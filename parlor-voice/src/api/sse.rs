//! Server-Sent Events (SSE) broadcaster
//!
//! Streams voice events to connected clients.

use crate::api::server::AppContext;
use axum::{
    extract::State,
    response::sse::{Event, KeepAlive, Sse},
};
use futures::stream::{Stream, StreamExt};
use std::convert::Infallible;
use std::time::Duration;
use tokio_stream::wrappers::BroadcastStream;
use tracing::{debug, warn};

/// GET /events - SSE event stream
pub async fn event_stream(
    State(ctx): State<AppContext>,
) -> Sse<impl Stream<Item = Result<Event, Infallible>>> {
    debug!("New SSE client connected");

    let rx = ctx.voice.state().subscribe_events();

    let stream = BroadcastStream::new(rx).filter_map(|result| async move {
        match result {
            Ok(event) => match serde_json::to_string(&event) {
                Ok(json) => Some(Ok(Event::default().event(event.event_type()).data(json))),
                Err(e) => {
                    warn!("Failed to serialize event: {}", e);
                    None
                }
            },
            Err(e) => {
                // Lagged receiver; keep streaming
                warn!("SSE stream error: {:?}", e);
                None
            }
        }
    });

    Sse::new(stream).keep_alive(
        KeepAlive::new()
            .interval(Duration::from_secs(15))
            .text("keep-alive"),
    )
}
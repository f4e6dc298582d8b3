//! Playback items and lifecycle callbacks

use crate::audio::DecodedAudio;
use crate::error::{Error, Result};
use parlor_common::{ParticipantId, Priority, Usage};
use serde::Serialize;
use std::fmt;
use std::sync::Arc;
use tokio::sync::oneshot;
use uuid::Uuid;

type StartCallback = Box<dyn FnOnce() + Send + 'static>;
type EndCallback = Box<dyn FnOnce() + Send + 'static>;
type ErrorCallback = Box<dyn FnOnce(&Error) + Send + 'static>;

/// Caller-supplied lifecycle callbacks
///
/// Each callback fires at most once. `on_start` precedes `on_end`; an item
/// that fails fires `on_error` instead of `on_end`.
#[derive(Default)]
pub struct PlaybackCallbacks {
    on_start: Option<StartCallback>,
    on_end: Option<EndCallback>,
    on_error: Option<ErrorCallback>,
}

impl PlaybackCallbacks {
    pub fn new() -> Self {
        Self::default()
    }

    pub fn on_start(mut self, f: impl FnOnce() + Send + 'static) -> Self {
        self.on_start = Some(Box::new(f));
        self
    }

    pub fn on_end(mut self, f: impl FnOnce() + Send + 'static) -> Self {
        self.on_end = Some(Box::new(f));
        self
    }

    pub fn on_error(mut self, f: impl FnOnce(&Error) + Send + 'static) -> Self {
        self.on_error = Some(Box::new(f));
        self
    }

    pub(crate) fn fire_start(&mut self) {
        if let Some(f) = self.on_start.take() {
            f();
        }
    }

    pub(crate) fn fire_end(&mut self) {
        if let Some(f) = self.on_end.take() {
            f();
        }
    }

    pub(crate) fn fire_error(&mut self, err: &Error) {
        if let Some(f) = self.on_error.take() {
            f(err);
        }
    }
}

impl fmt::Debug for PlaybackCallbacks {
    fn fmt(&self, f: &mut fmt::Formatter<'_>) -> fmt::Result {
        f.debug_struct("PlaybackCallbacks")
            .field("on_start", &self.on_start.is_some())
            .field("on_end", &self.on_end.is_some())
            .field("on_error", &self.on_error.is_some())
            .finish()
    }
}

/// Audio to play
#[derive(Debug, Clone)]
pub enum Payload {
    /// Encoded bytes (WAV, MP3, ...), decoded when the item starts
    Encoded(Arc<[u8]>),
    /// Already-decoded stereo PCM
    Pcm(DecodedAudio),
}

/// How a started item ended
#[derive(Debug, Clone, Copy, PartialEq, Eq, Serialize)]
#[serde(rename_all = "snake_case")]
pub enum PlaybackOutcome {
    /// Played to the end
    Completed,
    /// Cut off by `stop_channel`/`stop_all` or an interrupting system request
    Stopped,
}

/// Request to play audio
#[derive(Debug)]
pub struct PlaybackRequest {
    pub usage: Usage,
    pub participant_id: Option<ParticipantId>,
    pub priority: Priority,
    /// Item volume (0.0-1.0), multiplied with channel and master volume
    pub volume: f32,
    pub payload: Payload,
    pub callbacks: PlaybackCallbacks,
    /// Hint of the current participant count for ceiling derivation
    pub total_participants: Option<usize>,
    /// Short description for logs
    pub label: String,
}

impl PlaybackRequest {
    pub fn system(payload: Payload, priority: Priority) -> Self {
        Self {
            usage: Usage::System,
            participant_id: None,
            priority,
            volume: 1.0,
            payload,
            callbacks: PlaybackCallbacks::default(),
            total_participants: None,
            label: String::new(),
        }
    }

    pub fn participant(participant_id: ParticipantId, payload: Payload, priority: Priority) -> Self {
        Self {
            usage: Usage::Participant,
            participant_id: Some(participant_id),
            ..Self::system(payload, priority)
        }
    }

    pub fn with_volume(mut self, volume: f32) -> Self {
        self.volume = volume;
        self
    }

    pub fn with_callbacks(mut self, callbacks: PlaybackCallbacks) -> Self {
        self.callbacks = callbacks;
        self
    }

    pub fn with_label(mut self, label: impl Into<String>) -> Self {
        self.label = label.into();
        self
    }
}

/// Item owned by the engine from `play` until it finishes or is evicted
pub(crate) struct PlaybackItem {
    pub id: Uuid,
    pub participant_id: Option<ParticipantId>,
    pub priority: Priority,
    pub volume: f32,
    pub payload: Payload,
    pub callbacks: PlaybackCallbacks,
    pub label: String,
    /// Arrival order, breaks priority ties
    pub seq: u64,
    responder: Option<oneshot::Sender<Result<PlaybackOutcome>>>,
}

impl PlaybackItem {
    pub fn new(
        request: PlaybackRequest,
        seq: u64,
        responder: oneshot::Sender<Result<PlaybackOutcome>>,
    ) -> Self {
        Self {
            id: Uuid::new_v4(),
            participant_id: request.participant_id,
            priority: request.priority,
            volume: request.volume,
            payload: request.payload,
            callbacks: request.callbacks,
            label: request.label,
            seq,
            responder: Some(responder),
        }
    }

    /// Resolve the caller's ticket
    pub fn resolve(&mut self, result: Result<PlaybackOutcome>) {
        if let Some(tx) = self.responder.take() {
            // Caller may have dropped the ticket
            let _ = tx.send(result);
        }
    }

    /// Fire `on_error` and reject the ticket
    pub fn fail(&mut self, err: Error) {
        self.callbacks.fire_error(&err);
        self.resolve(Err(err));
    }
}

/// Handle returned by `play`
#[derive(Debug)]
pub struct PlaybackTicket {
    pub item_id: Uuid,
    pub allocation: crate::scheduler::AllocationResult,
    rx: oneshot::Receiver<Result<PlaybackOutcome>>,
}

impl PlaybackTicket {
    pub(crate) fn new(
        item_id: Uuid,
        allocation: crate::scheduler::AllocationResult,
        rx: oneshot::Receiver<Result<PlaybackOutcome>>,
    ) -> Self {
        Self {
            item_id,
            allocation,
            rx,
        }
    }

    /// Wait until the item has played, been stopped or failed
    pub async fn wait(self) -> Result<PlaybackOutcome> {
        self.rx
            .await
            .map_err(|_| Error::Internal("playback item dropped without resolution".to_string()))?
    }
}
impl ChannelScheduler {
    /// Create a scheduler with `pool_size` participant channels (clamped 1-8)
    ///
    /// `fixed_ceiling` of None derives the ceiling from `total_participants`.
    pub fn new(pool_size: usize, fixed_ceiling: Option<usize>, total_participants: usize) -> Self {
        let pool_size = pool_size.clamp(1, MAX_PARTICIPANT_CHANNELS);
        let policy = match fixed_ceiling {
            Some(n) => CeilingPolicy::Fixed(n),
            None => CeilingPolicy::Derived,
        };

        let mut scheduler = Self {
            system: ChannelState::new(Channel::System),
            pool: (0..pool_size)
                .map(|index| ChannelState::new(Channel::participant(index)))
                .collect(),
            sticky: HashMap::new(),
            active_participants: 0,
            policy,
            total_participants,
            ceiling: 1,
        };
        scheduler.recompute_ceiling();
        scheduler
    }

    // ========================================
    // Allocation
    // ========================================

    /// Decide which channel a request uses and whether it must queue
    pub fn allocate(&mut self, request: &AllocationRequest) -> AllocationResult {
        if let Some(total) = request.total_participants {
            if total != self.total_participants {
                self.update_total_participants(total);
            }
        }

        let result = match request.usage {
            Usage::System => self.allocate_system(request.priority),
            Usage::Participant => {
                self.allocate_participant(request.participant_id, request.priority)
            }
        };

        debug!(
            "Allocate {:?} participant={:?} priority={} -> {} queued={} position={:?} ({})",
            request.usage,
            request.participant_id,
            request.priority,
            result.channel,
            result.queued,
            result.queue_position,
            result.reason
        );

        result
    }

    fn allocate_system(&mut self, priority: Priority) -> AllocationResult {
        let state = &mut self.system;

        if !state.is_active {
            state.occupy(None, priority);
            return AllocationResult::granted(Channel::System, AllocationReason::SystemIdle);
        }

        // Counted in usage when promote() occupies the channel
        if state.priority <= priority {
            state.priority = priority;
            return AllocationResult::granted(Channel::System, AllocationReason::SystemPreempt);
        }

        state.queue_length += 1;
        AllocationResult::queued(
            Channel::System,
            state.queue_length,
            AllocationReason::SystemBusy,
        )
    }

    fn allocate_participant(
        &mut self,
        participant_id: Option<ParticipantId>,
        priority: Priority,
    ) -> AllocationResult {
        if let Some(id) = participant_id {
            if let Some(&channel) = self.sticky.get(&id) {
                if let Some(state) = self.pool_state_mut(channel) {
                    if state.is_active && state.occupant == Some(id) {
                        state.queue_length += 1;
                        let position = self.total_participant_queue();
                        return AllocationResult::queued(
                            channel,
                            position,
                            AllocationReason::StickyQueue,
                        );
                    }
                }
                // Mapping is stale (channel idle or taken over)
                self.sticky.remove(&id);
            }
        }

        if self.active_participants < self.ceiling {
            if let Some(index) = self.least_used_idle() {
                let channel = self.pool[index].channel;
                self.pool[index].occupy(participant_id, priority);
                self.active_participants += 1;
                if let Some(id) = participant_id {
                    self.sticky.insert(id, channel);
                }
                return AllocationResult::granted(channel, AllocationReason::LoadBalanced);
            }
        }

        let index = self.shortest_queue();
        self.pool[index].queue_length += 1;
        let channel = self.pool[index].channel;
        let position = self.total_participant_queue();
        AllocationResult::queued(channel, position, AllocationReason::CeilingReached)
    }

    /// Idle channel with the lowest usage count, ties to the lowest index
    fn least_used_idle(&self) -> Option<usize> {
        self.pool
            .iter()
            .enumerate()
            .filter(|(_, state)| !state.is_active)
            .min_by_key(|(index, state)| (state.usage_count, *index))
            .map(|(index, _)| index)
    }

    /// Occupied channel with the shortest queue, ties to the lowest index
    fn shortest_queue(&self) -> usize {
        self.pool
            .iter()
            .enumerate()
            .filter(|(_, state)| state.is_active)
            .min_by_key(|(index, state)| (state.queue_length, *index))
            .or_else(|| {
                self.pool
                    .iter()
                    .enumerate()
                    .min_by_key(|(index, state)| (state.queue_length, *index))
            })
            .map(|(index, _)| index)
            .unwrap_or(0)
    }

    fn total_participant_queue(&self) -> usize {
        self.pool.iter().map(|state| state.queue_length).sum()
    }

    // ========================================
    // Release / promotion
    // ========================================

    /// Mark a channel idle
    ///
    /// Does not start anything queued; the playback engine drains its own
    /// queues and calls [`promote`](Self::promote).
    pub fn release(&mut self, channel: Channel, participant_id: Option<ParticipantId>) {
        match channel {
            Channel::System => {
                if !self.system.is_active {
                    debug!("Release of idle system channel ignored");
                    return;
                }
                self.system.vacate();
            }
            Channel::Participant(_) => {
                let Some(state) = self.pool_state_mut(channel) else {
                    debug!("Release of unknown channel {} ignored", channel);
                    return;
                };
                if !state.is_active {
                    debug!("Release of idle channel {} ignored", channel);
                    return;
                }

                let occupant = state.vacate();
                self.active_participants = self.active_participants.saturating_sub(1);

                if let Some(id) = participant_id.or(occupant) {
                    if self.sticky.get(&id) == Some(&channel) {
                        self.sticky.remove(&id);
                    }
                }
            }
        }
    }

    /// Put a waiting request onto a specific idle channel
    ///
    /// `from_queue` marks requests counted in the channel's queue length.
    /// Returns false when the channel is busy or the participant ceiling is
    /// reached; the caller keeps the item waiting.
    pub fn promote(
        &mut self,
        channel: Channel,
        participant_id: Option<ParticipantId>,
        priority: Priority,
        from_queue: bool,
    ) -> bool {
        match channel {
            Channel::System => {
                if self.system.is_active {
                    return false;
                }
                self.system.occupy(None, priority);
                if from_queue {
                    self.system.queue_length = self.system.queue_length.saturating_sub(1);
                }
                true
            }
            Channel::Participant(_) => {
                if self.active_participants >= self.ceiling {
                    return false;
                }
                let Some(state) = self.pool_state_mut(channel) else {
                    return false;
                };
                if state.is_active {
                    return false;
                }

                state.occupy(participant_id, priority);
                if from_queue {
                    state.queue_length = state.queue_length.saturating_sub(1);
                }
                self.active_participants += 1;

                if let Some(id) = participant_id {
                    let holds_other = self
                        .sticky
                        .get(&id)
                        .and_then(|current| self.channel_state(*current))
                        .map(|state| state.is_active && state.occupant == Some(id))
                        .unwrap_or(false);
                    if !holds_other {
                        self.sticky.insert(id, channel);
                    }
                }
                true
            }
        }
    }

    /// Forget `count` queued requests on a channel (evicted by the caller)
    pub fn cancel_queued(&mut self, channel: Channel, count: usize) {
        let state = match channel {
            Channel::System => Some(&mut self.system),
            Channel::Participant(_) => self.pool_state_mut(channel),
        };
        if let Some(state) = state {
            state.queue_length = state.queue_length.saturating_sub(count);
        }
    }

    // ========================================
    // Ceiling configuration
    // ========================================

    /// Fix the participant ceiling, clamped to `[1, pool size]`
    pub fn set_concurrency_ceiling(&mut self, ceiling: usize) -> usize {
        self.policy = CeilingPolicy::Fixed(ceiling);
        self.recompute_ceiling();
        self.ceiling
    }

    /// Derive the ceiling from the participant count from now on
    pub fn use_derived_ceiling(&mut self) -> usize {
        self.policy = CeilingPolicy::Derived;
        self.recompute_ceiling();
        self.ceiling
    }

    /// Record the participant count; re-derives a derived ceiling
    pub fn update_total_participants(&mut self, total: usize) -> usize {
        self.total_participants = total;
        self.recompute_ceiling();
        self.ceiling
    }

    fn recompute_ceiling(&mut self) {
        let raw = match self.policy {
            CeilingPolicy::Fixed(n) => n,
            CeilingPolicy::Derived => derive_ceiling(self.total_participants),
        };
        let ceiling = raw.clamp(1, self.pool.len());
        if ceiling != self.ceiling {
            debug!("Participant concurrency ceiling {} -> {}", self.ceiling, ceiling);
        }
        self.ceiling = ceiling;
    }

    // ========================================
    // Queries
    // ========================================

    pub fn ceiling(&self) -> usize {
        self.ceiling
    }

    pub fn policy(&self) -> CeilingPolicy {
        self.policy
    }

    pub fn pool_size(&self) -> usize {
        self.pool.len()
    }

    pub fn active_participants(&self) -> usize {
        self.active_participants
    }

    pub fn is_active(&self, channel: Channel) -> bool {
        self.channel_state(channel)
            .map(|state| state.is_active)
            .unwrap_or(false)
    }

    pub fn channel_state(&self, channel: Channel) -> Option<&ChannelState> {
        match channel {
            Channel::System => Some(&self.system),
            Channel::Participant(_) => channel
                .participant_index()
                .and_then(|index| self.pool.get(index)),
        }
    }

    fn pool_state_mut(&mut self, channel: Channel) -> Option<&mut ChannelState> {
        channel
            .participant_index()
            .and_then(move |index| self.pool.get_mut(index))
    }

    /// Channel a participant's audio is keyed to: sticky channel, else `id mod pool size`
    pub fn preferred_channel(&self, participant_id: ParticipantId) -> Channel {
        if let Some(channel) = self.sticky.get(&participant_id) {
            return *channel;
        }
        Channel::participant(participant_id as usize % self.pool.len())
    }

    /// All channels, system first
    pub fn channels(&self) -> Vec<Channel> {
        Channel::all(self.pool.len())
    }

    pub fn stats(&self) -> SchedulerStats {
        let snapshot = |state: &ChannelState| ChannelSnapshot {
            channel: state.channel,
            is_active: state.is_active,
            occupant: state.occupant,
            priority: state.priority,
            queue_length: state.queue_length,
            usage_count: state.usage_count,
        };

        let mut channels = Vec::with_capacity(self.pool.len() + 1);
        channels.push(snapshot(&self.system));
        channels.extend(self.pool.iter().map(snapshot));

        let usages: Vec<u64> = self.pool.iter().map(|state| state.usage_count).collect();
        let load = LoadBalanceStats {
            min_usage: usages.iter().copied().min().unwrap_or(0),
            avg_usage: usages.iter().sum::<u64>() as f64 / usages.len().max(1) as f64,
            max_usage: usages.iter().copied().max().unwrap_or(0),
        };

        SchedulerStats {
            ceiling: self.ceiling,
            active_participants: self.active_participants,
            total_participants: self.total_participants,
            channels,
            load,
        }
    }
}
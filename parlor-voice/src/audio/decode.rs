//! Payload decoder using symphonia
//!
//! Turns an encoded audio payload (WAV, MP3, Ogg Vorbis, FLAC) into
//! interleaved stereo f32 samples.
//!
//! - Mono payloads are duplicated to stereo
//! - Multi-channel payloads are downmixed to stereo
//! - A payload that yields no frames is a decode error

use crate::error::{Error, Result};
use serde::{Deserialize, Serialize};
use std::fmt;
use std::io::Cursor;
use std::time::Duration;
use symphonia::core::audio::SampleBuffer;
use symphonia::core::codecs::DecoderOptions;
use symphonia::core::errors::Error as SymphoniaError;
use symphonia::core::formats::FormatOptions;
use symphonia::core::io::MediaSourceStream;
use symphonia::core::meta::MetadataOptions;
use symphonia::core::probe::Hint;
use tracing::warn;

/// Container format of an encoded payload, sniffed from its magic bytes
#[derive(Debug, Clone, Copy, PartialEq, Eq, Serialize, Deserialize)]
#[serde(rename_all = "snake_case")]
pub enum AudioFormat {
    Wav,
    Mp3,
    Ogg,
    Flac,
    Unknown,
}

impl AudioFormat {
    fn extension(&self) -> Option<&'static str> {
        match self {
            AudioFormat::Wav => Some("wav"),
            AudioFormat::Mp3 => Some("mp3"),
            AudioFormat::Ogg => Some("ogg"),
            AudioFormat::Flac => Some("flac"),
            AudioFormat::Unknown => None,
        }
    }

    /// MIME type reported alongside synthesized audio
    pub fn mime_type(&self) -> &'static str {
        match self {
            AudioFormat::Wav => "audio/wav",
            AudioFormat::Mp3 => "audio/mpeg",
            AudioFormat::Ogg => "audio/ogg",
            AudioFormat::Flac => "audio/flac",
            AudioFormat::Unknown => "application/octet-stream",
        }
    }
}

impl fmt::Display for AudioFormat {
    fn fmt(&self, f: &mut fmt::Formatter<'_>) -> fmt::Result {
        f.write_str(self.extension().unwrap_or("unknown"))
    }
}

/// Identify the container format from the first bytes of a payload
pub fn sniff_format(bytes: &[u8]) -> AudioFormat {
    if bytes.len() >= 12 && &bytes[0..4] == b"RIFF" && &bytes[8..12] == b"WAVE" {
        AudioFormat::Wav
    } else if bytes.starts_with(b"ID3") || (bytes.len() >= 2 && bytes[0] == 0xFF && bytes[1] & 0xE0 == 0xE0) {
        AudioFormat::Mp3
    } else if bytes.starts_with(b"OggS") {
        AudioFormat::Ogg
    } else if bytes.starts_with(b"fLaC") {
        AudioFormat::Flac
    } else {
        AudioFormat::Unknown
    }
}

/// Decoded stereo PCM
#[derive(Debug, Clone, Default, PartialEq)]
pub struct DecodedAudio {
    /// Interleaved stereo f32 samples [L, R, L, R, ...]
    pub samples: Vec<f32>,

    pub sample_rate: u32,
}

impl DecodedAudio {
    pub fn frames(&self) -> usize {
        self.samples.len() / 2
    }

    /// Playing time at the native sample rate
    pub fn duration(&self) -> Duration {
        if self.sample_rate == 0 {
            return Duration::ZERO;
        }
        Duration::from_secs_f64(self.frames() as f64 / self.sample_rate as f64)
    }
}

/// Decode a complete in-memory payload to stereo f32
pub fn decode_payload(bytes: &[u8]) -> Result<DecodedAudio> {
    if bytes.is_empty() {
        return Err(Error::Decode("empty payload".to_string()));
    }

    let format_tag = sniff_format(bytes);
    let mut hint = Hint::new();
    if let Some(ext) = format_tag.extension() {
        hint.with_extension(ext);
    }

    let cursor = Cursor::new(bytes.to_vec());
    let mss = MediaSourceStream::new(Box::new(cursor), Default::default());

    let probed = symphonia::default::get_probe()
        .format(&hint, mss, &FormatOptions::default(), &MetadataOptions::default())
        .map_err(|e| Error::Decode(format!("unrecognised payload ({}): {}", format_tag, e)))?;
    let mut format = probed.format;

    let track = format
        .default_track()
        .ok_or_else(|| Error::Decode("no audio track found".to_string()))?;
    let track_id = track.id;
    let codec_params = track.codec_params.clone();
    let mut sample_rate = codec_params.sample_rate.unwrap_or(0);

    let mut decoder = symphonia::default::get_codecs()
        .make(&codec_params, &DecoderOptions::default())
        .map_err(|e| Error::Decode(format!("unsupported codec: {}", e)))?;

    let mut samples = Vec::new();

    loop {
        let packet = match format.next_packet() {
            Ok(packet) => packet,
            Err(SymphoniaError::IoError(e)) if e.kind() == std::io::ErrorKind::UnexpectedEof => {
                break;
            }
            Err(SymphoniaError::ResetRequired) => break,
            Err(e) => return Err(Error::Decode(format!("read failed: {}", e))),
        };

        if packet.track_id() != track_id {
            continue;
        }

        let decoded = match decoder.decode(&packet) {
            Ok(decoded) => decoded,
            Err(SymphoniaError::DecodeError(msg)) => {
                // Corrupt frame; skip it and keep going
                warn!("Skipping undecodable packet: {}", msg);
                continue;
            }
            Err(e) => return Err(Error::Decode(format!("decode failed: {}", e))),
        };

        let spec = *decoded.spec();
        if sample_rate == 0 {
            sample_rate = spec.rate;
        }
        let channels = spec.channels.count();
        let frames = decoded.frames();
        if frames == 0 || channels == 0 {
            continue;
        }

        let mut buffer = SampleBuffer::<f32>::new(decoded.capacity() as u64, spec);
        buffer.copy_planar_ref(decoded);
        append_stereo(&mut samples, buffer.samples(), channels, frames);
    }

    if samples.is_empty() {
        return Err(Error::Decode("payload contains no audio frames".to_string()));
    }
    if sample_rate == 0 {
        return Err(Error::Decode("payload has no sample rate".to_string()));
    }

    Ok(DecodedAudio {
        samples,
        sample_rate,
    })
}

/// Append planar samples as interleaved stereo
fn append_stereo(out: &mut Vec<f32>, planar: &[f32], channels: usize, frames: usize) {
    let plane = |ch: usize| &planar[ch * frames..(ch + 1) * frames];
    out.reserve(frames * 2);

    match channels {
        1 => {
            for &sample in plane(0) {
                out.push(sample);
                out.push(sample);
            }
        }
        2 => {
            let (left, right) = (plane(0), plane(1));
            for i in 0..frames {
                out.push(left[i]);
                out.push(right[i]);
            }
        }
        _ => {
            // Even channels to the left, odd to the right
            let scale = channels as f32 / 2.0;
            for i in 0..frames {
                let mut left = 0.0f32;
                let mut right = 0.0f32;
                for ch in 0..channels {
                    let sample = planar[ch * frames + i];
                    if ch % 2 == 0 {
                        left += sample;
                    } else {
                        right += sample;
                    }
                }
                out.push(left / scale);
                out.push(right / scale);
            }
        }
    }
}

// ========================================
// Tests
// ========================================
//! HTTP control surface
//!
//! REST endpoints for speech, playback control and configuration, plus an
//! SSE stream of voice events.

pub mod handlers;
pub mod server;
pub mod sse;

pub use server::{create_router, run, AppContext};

------------

■ PROBLEM TO SOLVE ■
Search the entries for the word "warn", then copy every line in which it is found.

■ EXERCISE SOLUTION ■
use tracing::{debug, warn};
                    warn!("Failed to serialize event: {}", e);
                warn!("SSE stream error: {:?}", e);
use tracing::warn;
                warn!("Skipping undecodable packet: {}", msg);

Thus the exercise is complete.